Building on these insights, the state of vulnerability framework for predicting PPG excursions can be translated into digital health tools that support both patients and healthcare providers in managing T2D more effectively65,66. Patient-facing mobile health apps and dashboards (e.g., Oviva app67, mySugr68, and DarioHealth69 ) may integrate ML models that continuously track individual-level CGM data, meal logs, and daily routines to identify personalized patterns of PPG vulnerability and trigger dietary and lifestyle prompts to prevent future PPG excursions. By detecting when, and under what conditions, an individual is most likely to experience a PPG excursion—such as after eating certain food combinations or at specific times of day—these apps can deliver real-time, tailored dietary recommendations and behavioral nudges. For example, if a user’s data shows that consuming high-carbohydrate staples (e.g., white rice) in the evening consistently triggers PPG excursions, the app might send a pre-meal alert recommending lower-glycemic alternatives e.g., (cauliflower rice). Prompts could also trigger brief psychological distancing strategies, such as mindfulness exercises, to reduce cravings and create distance from high–glycemic-index cues, shown to motivate behavior change in prior work70 , or recommend a walk after the meal71,72 . Similarly, if mornings are a high-risk time for PPG excursions, prompts to choose balanced breakfast meals rich in fiber and protein can be provided adaptively. This approach—characteristic of JITAIs36—ensures that support is both context-aware and timely, increasing the potential of relevant behavior change.

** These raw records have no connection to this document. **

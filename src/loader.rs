//! Reading settings files and command-line overrides into a settings tree.
//!
//! Keys written in dotted form (`server.port: 5601`) are expanded into
//! nested mappings, so `server.port` and `server: { port: 5601 }` load to the
//! same tree. Several files are merged in order, later files winning.
use std::{fs, path::Path};

use tracing::debug;

use crate::{
    error::Error,
    path,
    value::{Mapping, Value},
};

/// The serialization format of a settings file.
#[derive(Debug, Clone, Copy, PartialEq, Eq)]
pub enum Format {
    Yaml,
    Toml,
    Json,
}

impl Format {
    /// Picks the format from the file extension.
    pub fn from_path(path: &Path) -> Result<Self, Error> {
        match path.extension().and_then(|ext| ext.to_str()) {
            Some("yml" | "yaml") => Ok(Format::Yaml),
            Some("toml") => Ok(Format::Toml),
            Some("json") => Ok(Format::Json),
            _ => Err(Error::UnsupportedFormat(path.display().to_string())),
        }
    }
}

/// Reads and parses one settings file.
pub fn read_settings(file: &Path) -> Result<Value, Error> {
    let format = Format::from_path(file)?;
    let contents = fs::read_to_string(file)?;
    debug!(file = %file.display(), ?format, "Read settings file");
    parse_settings(&contents, format)
}

/// Parses settings from a string. An empty file, or one holding only
/// `null`, is an empty mapping.
pub fn parse_settings(contents: &str, format: Format) -> Result<Value, Error> {
    if contents.trim().is_empty() {
        return Ok(Value::mapping());
    }

    let parsed: Value = match format {
        Format::Yaml => serde_yaml::from_str(contents)?,
        Format::Toml => toml::from_str(contents)?,
        Format::Json => serde_json::from_str(contents)?,
    };
    match parsed {
        Value::Null => Ok(Value::mapping()),
        Value::Mapping(_) => expand_dotted_keys(parsed),
        other => Err(Error::UnexpectedType {
            path: String::new(),
            expected: "mapping",
            found: other.type_name(),
        }),
    }
}

pub fn render_settings(settings: &Value, format: Format) -> Result<String, Error> {
    Ok(match format {
        Format::Yaml => serde_yaml::to_string(settings)?,
        Format::Toml => toml::to_string_pretty(settings)?,
        Format::Json => {
            let mut rendered = serde_json::to_string_pretty(settings)?;
            rendered.push('\n');
            rendered
        }
    })
}

/// Rebuilds every mapping so that a dotted key becomes a chain of nested
/// mappings. Empty keys and keys with an empty segment are rejected.
pub fn expand_dotted_keys(value: Value) -> Result<Value, Error> {
    match value {
        Value::Mapping(entries) => {
            let mut expanded = Value::Mapping(Mapping::with_capacity(entries.len()));
            for (key, child) in entries {
                if key.is_empty() {
                    return Err(Error::InvalidPath {
                        path: key,
                        reason: "empty key".to_string(),
                    });
                }
                let child = expand_dotted_keys(child)?;
                match path::get_mut(&mut expanded, &key) {
                    Some(existing) => merge_settings(existing, child),
                    None => {
                        path::set(&mut expanded, &key, child)?;
                    }
                }
            }
            Ok(expanded)
        }
        Value::Sequence(items) => Ok(Value::Sequence(
            items
                .into_iter()
                .map(expand_dotted_keys)
                .collect::<Result<_, _>>()?,
        )),
        scalar => Ok(scalar),
    }
}

/// Deep-merges `overlay` into `base`. Mappings merge key by key; any other
/// value in `overlay` replaces the one in `base`.
pub fn merge_settings(base: &mut Value, overlay: Value) {
    match (base, overlay) {
        (Value::Mapping(base), Value::Mapping(overlay)) => {
            for (key, value) in overlay {
                match base.get_mut(&key) {
                    Some(existing) => merge_settings(existing, value),
                    None => {
                        base.insert(key, value);
                    }
                }
            }
        }
        (base, overlay) => *base = overlay,
    }
}

/// Parses a `key.path=value` override. The value is read as a YAML scalar,
/// so `true`, `5601` and `null` keep their types; anything that does not
/// parse stays a string.
pub fn parse_override(raw: &str) -> Result<(String, Value), Error> {
    let (key, value) = raw
        .split_once('=')
        .ok_or_else(|| Error::InvalidOverride(raw.to_string()))?;
    let key = key.trim();
    if key.is_empty() || key.split('.').any(str::is_empty) {
        return Err(Error::InvalidOverride(raw.to_string()));
    }

    if value.is_empty() {
        return Ok((key.to_string(), Value::String(String::new())));
    }
    let value = match serde_yaml::from_str::<Value>(value) {
        Ok(Value::Sequence(_) | Value::Mapping(_)) | Err(_) => Value::String(value.to_string()),
        Ok(scalar) => scalar,
    };
    Ok((key.to_string(), value))
}

/// Applies one `key.path=value` override to the tree.
pub fn apply_override(settings: &mut Value, raw: &str) -> Result<(), Error> {
    let (key, value) = parse_override(raw)?;
    debug!(key = %key, "Applying settings override");
    path::set(settings, &key, value)?;
    Ok(())
}

/// Reads every file in order, merges them, then applies the overrides.
pub fn load_settings<P, S>(files: &[P], overrides: &[S]) -> Result<Value, Error>
where
    P: AsRef<Path>,
    S: AsRef<str>,
{
    let mut settings = Value::mapping();
    for file in files {
        merge_settings(&mut settings, read_settings(file.as_ref())?);
    }
    for raw in overrides {
        apply_override(&mut settings, raw.as_ref())?;
    }
    Ok(settings)
}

From a healthcare provider’s perspective, personalized insights into PPG excursions can be integrated into clinical decision support systems to help enable patient-centered care and planning . Dashboards like Roche’s Diabetes Care Platform73 and Glooko’s Population tracker platform74 may integrate PPG vulnerability patterns, derived from past CGM observations and dietary logs75 to help providers visualize trends over time and make more informed context-based recommendations. Additionally, general practitioners (GPs), endocrinologists, and dietitians, could use visualizations of a patient’s PPG vulnerability patterns during consultations to move beyond generic dietary advice, and towards personalized meal planning and treatment based on continuous physiological and behavioral data. For instance, providers could identify specific meal components or times when a patient is most at risk and develop targeted dietary recommendations to target PPG excursions. One relevant example of embedding continuous measurements into general practice is the ongoing effort to digitize the SGED score—a measurement tool to help GPs in Switzerland monitor and improve the quality of T2D care, developed by the Swiss Society for Endocrinology and Diabetes76. The SGED score currently includes multiple cross-sectional indicators, such as HbA1c, blood pressure, and self-reported lifestyle measures, and is used to assess patient outcomes at both individual and population levels. Integrating continuous metrics of vulnerability to PPG excursions into the SGED score could enhance its clinical utility by capturing temporal risk patterns in patients’ daily lives. For example, signal that a patient typically experiences PPG exursions after lunch rich in refined carbohydrates—could prompt GPs to remotely adjust dietary guidance or medication timing accordingly. This kind of digital integration could also support value-based care models—which reward providers for outcomes rather than services—by incorporating short-term, dynamic indicators of glucose control that better reflect real-world patient experiences and enable timely, personalized interventions77. Overall, the proposed PPG vulnerability framework may help clinicians leverage granular CGM and dietary data to identify patient-specific risk patterns and adapt care plans proactively; with potential to enable more precise and proactive T2D management.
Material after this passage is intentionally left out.